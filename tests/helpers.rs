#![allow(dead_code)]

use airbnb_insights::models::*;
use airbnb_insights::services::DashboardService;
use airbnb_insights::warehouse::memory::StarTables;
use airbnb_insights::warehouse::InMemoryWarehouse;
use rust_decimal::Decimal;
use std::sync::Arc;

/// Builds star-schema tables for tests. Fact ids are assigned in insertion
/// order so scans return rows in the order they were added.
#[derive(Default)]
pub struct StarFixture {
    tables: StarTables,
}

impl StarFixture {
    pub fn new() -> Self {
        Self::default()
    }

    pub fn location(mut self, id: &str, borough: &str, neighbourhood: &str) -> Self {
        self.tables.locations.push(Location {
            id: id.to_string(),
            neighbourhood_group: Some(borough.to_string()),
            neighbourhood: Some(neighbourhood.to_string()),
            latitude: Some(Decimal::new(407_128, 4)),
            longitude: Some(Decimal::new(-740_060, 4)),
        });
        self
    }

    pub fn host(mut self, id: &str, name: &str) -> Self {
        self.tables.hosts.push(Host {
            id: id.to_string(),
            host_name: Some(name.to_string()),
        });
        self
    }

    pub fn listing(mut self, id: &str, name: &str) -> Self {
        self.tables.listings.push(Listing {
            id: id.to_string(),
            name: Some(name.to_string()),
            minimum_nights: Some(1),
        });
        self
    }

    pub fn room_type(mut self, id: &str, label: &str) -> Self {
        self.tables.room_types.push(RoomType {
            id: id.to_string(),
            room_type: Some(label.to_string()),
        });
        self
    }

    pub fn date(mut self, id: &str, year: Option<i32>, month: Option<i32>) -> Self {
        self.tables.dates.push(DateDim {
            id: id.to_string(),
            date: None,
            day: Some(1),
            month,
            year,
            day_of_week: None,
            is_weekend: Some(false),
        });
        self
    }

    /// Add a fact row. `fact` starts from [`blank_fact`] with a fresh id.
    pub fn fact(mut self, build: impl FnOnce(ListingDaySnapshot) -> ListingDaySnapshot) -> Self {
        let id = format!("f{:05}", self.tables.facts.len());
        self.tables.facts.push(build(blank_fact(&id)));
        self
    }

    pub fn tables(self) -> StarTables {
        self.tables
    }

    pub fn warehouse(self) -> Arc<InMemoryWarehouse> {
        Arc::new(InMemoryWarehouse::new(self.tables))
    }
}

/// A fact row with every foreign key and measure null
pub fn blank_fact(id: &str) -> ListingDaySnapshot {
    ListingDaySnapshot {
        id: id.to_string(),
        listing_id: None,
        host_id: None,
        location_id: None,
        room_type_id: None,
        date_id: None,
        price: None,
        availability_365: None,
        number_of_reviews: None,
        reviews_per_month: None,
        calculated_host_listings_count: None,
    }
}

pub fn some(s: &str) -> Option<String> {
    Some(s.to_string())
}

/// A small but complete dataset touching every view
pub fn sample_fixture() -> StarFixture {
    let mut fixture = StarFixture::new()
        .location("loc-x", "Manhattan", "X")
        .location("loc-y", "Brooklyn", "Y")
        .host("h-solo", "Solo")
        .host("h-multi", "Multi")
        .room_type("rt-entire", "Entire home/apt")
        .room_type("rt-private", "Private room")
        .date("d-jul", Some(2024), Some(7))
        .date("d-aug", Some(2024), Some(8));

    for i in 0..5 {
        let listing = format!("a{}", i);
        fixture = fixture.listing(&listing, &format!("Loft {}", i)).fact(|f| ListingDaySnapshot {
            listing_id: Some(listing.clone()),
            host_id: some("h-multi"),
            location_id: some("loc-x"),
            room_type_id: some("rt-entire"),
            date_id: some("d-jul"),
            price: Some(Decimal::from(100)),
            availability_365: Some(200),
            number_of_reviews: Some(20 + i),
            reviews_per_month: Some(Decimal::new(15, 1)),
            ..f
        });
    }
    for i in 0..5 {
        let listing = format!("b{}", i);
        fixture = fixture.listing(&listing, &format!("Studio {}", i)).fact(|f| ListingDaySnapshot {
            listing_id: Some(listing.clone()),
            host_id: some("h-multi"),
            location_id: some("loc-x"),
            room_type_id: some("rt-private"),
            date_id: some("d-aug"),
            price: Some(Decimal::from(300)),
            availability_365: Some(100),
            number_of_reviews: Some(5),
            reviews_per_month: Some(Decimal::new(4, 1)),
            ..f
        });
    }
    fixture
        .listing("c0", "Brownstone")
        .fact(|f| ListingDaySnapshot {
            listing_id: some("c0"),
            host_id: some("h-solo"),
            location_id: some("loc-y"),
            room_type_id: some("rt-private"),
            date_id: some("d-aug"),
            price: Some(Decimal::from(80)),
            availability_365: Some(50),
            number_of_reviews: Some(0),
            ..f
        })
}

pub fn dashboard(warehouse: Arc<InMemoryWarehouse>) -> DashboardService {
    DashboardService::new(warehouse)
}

What the task asks:
For the word "facts", count the lines of the records above that hold it and state only that count.

Your solution:
2